Stored items

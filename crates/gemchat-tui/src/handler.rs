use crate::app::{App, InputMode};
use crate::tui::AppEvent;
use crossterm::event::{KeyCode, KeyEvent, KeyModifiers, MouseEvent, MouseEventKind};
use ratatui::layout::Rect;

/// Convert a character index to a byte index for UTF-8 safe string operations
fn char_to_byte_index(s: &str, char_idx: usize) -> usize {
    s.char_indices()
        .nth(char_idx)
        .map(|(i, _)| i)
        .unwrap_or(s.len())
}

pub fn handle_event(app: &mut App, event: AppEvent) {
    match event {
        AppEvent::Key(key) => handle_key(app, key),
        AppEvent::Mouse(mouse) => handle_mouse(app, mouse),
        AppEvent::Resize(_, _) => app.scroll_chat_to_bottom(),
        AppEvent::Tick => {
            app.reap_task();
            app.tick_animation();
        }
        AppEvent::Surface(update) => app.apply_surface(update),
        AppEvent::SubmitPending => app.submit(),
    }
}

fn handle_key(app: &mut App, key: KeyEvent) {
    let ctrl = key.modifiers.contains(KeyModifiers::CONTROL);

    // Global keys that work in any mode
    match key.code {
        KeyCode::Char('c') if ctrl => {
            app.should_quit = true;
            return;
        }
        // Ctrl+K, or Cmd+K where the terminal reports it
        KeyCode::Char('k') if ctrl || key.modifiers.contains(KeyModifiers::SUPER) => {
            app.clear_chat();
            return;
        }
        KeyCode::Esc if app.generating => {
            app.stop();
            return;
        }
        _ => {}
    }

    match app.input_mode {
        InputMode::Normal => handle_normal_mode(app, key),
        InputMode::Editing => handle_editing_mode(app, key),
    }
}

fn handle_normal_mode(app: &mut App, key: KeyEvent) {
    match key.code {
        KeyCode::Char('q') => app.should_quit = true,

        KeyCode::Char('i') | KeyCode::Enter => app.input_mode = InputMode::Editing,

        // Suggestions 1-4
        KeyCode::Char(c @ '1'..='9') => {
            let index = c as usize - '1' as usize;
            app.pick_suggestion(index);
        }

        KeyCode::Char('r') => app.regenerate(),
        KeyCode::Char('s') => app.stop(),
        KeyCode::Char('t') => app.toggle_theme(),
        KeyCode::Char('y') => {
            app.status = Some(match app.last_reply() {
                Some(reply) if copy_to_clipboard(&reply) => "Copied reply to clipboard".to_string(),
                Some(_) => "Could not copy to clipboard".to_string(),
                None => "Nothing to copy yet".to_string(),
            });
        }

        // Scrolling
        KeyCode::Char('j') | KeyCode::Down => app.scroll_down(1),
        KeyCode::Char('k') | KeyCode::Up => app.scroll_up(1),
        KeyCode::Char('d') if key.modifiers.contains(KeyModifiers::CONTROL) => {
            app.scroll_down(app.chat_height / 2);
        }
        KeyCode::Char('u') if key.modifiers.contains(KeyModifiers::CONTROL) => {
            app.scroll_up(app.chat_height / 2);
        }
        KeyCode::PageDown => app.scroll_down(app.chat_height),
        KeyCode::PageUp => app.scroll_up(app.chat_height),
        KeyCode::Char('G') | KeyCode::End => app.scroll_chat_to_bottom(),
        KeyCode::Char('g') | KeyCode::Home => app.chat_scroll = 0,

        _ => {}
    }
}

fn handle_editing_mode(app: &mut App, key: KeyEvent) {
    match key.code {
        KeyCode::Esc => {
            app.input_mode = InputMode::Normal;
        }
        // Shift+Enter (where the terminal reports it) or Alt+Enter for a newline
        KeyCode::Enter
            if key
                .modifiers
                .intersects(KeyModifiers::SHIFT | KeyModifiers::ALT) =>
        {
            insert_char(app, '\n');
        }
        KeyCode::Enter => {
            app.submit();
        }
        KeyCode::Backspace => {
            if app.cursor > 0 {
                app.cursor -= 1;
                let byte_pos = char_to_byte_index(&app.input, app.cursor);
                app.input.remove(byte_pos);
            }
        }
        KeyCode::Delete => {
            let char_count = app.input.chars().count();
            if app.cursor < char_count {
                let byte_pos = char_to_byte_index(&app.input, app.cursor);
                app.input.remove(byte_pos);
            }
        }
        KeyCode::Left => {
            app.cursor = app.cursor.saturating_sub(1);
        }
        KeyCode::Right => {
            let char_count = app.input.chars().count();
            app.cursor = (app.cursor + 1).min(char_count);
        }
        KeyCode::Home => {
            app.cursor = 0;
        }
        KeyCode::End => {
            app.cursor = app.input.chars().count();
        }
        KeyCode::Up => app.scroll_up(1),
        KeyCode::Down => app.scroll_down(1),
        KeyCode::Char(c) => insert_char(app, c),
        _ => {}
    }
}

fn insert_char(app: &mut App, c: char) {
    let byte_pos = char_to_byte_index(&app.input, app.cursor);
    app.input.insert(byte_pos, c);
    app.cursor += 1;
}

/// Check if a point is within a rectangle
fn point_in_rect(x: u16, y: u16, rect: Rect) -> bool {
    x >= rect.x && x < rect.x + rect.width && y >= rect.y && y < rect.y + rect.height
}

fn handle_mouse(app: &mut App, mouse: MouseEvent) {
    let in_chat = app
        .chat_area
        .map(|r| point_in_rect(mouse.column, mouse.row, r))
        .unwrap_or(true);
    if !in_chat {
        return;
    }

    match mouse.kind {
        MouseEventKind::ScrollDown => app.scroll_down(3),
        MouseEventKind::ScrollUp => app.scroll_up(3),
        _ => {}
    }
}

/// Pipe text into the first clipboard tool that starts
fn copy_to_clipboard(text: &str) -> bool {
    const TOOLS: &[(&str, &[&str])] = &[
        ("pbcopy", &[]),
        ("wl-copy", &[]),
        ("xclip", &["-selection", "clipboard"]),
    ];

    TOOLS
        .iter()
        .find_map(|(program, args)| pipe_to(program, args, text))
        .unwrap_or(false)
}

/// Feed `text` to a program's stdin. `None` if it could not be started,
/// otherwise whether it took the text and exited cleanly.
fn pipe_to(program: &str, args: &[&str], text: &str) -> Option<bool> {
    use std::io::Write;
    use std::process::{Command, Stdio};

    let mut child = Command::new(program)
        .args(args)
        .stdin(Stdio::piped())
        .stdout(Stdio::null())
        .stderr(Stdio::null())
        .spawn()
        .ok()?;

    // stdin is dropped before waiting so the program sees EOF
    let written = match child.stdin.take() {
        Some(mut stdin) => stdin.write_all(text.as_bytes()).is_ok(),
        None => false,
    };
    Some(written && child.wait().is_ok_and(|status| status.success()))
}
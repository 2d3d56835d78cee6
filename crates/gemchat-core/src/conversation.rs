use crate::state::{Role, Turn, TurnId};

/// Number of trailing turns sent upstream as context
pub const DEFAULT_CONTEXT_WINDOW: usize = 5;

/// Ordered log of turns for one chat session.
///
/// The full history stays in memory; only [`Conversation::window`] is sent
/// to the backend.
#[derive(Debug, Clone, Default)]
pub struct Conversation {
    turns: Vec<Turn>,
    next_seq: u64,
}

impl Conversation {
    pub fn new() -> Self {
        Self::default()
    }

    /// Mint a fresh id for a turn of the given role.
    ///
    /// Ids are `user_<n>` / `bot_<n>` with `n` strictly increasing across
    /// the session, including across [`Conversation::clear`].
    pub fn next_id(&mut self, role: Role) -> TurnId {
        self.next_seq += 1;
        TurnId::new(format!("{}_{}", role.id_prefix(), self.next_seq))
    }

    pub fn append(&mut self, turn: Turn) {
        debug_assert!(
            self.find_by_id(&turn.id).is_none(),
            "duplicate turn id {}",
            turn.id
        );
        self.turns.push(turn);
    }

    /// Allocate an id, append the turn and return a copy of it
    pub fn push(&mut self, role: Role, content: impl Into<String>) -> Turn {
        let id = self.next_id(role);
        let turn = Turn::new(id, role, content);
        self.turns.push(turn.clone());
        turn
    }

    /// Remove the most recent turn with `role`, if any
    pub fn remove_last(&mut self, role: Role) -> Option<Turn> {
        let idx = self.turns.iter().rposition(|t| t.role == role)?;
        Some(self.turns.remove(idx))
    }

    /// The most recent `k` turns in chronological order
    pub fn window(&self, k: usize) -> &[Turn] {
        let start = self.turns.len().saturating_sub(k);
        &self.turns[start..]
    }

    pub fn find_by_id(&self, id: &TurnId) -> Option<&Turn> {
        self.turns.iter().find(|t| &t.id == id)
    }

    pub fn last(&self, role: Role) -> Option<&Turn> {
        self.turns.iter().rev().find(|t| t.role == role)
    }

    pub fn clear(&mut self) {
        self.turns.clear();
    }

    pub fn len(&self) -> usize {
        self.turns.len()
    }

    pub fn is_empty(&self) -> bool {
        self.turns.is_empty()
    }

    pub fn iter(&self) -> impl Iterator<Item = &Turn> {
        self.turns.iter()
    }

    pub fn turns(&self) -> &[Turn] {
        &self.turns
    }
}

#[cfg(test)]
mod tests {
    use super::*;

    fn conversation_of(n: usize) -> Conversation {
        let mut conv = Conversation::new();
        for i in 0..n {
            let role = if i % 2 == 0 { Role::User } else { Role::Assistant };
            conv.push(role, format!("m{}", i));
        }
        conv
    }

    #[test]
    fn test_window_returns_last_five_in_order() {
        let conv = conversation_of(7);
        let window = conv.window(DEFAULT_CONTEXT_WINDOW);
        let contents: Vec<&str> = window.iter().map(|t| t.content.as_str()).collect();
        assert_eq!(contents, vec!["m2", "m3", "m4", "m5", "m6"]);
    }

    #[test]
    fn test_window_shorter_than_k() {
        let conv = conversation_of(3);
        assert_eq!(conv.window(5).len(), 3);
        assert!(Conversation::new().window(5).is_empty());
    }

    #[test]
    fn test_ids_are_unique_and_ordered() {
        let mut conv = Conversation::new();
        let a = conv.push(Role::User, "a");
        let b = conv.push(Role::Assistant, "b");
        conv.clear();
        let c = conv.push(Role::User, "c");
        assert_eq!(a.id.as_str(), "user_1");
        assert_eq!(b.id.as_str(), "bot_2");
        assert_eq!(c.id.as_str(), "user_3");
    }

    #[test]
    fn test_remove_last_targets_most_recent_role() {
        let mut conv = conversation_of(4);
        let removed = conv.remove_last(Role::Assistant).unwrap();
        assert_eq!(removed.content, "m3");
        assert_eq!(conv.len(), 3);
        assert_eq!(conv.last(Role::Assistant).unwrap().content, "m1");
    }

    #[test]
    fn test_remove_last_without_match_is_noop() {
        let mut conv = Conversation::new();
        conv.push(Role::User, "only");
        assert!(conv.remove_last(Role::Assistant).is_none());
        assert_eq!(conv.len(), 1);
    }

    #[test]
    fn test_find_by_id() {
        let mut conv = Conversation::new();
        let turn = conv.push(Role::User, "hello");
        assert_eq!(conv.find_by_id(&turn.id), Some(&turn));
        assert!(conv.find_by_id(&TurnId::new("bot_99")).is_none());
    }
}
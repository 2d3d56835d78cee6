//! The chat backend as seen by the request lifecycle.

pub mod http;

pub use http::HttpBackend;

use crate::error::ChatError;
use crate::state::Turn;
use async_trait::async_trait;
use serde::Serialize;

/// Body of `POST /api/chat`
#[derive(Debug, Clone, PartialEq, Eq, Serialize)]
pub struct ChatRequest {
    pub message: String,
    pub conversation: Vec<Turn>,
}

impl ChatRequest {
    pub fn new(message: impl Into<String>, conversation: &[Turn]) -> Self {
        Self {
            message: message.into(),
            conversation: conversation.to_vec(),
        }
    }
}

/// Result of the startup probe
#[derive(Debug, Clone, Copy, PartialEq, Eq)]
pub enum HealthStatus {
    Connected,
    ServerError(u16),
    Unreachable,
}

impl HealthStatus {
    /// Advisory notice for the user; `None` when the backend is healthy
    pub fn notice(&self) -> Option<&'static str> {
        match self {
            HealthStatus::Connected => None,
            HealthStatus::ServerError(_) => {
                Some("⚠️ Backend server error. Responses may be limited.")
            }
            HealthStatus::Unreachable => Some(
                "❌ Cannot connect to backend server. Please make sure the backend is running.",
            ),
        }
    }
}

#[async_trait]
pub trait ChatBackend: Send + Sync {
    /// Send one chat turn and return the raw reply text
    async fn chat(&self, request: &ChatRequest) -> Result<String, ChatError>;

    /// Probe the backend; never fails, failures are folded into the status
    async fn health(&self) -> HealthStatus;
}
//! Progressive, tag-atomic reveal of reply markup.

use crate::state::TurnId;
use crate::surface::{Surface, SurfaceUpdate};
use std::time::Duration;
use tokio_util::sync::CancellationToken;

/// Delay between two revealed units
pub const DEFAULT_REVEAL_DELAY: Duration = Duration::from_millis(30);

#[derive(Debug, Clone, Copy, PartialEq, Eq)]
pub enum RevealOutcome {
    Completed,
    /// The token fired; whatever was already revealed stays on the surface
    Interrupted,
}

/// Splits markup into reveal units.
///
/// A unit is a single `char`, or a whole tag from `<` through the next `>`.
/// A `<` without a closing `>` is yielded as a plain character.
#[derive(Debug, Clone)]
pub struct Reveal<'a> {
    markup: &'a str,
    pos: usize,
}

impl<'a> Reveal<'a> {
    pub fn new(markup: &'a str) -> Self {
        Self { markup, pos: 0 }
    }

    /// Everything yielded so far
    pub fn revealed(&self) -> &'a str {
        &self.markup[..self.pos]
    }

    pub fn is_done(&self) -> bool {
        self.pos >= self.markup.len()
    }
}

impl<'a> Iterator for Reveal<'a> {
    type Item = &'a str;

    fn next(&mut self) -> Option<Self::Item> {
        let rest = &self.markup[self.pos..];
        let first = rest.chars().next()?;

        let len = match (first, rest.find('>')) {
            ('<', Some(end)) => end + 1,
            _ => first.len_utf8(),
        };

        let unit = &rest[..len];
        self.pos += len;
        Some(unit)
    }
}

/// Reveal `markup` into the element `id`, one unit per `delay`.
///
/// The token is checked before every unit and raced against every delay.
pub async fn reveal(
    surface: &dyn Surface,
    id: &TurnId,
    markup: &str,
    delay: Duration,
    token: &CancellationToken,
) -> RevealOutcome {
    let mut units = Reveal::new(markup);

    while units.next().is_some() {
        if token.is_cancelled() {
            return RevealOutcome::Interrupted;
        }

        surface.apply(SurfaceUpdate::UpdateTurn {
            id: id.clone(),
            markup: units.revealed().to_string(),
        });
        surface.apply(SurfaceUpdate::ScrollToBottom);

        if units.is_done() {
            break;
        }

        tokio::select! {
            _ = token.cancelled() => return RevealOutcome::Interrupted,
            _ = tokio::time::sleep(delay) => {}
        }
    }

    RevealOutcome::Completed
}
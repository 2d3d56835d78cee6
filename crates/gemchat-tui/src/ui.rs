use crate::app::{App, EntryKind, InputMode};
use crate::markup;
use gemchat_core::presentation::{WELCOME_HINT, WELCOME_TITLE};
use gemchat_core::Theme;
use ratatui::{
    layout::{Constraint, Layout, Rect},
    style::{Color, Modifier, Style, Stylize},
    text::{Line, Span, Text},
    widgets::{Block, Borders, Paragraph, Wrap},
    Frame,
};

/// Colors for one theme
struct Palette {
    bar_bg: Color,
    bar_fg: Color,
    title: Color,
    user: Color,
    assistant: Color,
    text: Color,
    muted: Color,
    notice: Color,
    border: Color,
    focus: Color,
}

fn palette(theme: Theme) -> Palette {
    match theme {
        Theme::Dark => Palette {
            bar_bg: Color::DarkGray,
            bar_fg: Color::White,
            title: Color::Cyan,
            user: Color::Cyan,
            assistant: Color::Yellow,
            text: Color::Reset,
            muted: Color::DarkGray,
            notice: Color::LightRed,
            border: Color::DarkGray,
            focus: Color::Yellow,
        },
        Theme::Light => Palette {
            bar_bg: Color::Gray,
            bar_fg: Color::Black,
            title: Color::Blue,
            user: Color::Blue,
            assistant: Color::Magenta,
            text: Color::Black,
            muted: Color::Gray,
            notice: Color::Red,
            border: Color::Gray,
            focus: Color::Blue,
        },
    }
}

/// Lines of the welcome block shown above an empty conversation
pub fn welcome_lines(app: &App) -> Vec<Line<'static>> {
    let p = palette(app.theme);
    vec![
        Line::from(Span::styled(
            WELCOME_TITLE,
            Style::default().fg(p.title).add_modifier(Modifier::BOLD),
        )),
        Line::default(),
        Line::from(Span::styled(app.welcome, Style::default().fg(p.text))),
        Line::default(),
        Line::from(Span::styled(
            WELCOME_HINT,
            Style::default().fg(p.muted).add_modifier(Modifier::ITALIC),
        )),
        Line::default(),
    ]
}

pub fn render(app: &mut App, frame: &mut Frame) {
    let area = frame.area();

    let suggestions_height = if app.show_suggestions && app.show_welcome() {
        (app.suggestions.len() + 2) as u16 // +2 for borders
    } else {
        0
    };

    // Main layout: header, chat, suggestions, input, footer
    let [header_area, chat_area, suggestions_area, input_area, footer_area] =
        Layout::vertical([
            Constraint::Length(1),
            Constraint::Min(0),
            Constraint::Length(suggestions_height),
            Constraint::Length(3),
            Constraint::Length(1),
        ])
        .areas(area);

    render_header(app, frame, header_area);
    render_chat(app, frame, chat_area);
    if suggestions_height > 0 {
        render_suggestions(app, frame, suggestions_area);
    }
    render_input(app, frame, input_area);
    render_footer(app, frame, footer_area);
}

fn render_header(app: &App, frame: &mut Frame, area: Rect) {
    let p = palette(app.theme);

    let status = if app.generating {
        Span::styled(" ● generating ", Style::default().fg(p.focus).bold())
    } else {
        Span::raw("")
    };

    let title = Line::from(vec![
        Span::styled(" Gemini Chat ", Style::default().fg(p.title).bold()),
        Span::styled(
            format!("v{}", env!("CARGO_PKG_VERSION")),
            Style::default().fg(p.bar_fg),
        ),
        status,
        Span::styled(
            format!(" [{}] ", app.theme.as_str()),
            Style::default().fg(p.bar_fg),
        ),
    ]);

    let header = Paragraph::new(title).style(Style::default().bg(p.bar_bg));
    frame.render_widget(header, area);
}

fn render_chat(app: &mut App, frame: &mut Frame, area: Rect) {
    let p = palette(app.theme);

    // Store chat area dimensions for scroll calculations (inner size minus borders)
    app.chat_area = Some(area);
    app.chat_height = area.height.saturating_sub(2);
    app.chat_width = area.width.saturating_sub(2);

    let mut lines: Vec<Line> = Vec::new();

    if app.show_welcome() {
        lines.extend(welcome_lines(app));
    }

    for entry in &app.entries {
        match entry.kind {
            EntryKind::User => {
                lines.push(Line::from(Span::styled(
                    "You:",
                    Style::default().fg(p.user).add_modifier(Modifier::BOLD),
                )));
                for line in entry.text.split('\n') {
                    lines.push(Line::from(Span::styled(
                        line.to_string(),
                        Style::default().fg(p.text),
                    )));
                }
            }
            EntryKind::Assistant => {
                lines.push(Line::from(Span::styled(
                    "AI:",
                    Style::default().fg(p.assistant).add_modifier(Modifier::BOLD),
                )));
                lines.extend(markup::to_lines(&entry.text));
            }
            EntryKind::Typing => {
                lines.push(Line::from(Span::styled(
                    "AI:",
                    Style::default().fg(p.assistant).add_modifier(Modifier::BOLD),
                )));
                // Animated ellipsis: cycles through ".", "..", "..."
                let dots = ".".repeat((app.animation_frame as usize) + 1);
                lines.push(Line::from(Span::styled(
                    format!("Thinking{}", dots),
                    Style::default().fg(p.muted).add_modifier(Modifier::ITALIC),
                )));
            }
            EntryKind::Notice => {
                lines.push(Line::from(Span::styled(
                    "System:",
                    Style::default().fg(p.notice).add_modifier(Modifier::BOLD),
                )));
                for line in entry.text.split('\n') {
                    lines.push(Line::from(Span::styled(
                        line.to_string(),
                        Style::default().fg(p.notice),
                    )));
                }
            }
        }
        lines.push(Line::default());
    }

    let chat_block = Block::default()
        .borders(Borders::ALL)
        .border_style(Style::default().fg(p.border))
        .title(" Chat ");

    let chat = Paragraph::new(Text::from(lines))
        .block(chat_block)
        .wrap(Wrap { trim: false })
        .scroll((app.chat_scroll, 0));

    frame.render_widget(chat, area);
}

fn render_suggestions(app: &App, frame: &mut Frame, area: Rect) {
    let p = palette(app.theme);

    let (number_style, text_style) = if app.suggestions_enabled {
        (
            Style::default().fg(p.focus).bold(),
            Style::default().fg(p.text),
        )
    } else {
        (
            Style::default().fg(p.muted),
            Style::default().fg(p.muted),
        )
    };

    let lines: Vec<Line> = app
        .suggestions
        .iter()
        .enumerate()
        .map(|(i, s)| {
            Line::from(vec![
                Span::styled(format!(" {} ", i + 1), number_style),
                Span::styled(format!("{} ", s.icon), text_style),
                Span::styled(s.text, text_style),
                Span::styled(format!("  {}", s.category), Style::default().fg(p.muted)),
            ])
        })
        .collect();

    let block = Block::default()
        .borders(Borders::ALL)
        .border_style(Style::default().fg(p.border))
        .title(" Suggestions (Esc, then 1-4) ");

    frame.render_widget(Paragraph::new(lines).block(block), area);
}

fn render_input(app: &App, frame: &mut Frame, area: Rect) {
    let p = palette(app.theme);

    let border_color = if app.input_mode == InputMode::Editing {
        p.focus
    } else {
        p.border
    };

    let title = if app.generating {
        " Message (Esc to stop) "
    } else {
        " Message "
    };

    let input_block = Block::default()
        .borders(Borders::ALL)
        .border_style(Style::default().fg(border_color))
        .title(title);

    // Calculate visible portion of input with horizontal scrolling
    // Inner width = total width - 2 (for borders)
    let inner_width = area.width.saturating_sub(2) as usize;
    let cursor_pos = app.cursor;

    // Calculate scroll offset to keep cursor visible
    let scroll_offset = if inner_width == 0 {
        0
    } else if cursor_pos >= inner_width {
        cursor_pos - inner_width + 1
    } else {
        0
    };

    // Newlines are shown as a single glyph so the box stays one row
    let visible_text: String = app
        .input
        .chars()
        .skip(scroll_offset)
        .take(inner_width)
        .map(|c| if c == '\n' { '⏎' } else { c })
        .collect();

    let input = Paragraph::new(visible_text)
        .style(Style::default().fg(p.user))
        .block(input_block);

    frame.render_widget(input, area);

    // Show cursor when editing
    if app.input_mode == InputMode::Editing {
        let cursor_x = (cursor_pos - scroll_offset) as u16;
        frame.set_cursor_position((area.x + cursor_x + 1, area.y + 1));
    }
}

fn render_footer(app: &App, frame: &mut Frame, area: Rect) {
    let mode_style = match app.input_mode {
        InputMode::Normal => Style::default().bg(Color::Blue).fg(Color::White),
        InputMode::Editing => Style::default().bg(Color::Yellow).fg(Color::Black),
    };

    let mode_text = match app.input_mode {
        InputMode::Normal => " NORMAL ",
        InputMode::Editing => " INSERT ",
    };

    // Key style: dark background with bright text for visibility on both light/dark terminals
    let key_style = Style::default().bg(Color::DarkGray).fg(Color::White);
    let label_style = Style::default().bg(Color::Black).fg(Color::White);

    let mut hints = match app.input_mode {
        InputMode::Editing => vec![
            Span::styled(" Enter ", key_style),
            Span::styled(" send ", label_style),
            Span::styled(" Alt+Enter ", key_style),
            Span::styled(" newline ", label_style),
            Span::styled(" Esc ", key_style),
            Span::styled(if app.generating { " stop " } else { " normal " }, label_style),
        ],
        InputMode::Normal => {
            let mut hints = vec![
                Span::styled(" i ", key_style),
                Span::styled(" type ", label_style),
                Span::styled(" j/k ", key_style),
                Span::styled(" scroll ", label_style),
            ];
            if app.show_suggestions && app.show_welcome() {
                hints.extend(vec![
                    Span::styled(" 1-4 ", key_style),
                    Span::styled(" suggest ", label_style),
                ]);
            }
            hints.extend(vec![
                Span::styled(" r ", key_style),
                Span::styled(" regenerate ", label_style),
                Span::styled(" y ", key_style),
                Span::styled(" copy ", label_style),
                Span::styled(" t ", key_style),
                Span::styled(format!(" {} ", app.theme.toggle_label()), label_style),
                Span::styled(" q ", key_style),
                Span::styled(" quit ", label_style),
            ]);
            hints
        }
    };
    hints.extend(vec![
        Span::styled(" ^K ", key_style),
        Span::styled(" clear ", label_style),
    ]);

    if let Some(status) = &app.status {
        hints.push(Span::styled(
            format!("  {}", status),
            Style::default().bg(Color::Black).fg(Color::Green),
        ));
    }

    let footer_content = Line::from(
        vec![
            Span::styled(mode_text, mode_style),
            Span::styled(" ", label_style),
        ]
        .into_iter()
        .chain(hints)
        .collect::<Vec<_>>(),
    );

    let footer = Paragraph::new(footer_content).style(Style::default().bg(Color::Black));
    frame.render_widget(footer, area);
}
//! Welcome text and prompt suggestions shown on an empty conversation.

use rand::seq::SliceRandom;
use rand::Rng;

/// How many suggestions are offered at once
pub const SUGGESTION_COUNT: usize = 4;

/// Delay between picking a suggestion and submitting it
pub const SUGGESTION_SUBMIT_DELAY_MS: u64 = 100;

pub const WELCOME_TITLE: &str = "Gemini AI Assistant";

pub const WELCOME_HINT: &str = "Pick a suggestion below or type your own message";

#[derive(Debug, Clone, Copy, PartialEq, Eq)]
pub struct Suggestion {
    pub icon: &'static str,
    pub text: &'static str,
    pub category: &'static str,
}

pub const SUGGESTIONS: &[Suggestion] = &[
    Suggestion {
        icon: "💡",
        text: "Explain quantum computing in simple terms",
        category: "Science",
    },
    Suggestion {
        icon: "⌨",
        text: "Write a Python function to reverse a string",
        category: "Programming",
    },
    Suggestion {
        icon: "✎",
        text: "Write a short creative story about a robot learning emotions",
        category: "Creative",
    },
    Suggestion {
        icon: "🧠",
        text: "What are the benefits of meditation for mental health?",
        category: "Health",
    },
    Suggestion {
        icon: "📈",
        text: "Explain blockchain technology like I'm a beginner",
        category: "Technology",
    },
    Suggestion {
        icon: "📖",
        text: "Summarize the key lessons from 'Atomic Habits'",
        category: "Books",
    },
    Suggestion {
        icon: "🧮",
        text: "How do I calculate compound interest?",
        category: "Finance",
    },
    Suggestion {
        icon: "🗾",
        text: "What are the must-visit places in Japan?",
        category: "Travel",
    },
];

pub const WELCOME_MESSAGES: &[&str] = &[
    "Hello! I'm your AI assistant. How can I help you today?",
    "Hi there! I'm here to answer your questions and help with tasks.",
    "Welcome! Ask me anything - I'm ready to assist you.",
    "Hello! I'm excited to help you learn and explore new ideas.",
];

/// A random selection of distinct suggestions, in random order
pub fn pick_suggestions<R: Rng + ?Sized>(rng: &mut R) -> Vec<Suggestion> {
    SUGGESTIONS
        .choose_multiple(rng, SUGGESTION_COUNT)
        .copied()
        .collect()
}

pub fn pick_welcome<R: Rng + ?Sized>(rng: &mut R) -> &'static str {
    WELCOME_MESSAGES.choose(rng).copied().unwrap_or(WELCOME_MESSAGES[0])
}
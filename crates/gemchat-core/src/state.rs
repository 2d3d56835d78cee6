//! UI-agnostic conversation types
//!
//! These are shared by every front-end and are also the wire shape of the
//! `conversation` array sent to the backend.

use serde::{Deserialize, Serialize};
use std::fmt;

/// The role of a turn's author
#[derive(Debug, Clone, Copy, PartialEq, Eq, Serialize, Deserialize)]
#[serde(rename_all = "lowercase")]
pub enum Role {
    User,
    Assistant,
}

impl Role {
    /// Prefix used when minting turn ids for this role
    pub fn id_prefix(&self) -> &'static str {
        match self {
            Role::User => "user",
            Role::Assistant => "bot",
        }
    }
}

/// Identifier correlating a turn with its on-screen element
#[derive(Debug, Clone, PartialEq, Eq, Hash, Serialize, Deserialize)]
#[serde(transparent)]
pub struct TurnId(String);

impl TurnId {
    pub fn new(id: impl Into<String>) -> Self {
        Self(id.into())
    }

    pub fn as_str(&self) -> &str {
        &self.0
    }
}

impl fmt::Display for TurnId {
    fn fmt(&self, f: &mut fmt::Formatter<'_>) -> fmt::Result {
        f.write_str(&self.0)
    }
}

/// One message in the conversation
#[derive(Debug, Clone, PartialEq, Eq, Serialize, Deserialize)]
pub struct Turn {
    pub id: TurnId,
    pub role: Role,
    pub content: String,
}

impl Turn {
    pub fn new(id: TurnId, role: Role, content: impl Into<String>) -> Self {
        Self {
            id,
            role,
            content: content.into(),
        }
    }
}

ACTIVITY
Would you reproduce, word for word, the lines from the one holding "Copy, PartialEq, Eq, Serialize, Deserialize)]" through the final line of the entries, both included?

SOLUTION FOR THIS EXERCISE
#[derive(Debug, Clone, Copy, PartialEq, Eq, Serialize, Deserialize)]
#[serde(rename_all = "lowercase")]
pub enum Role {
    User,
    Assistant,
}

impl Role {
    /// Prefix used when minting turn ids for this role
    pub fn id_prefix(&self) -> &'static str {
        match self {
            Role::User => "user",
            Role::Assistant => "bot",
        }
    }
}

/// Identifier correlating a turn with its on-screen element
#[derive(Debug, Clone, PartialEq, Eq, Hash, Serialize, Deserialize)]
#[serde(transparent)]
pub struct TurnId(String);

impl TurnId {
    pub fn new(id: impl Into<String>) -> Self {
        Self(id.into())
    }

    pub fn as_str(&self) -> &str {
        &self.0
    }
}

impl fmt::Display for TurnId {
    fn fmt(&self, f: &mut fmt::Formatter<'_>) -> fmt::Result {
        f.write_str(&self.0)
    }
}

/// One message in the conversation
#[derive(Debug, Clone, PartialEq, Eq, Serialize, Deserialize)]
pub struct Turn {
    pub id: TurnId,
    pub role: Role,
    pub content: String,
}

impl Turn {
    pub fn new(id: TurnId, role: Role, content: impl Into<String>) -> Self {
        Self {
            id,
            role,
            content: content.into(),
        }
    }
}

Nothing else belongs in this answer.